## Instructions to follow
All lines below containing "PathBuf" are to be listed.

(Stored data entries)
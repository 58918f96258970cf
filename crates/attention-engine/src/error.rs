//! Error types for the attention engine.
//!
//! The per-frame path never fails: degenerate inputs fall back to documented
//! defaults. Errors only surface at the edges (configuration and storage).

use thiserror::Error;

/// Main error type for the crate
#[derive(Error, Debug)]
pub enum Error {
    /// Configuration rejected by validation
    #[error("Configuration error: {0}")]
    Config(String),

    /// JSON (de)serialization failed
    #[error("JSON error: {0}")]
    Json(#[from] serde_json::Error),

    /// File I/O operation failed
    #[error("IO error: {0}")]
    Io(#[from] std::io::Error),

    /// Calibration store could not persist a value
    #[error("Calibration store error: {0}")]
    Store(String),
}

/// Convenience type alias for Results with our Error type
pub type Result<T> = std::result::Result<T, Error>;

--

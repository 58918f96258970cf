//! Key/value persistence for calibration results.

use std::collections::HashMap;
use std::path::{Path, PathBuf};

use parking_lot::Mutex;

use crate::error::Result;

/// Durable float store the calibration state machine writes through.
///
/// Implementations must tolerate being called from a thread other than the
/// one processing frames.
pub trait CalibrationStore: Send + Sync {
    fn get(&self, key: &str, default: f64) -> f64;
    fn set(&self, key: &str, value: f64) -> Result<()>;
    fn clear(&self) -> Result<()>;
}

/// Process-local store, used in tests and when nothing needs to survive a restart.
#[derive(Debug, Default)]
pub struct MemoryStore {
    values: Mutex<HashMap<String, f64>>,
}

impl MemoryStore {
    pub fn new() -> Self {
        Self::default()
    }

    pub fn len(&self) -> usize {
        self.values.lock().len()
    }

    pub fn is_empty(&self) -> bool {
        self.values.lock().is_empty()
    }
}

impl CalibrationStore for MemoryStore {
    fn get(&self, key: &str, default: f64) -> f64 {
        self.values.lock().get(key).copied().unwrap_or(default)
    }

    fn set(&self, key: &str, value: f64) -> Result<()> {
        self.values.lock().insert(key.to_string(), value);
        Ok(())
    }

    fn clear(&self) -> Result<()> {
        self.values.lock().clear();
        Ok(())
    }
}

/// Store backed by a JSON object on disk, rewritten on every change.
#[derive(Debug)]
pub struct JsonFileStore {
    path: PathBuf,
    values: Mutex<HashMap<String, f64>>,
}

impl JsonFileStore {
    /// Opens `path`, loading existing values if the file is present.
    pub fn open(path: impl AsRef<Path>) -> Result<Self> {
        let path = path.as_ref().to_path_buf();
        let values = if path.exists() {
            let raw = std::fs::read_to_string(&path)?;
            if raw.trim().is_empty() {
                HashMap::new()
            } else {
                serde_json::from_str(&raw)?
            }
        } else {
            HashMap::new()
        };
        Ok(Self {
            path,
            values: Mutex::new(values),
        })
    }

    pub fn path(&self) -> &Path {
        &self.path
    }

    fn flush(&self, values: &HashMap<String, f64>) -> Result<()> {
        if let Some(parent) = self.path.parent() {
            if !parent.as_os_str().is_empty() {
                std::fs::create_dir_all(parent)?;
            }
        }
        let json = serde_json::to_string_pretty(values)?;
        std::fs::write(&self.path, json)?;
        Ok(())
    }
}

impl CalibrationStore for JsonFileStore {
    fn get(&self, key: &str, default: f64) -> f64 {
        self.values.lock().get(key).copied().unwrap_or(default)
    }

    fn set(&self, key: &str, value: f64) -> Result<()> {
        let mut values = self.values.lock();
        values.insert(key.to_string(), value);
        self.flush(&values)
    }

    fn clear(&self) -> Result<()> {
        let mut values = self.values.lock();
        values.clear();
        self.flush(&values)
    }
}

## Result below
use std::path::{Path, PathBuf};
    path: PathBuf,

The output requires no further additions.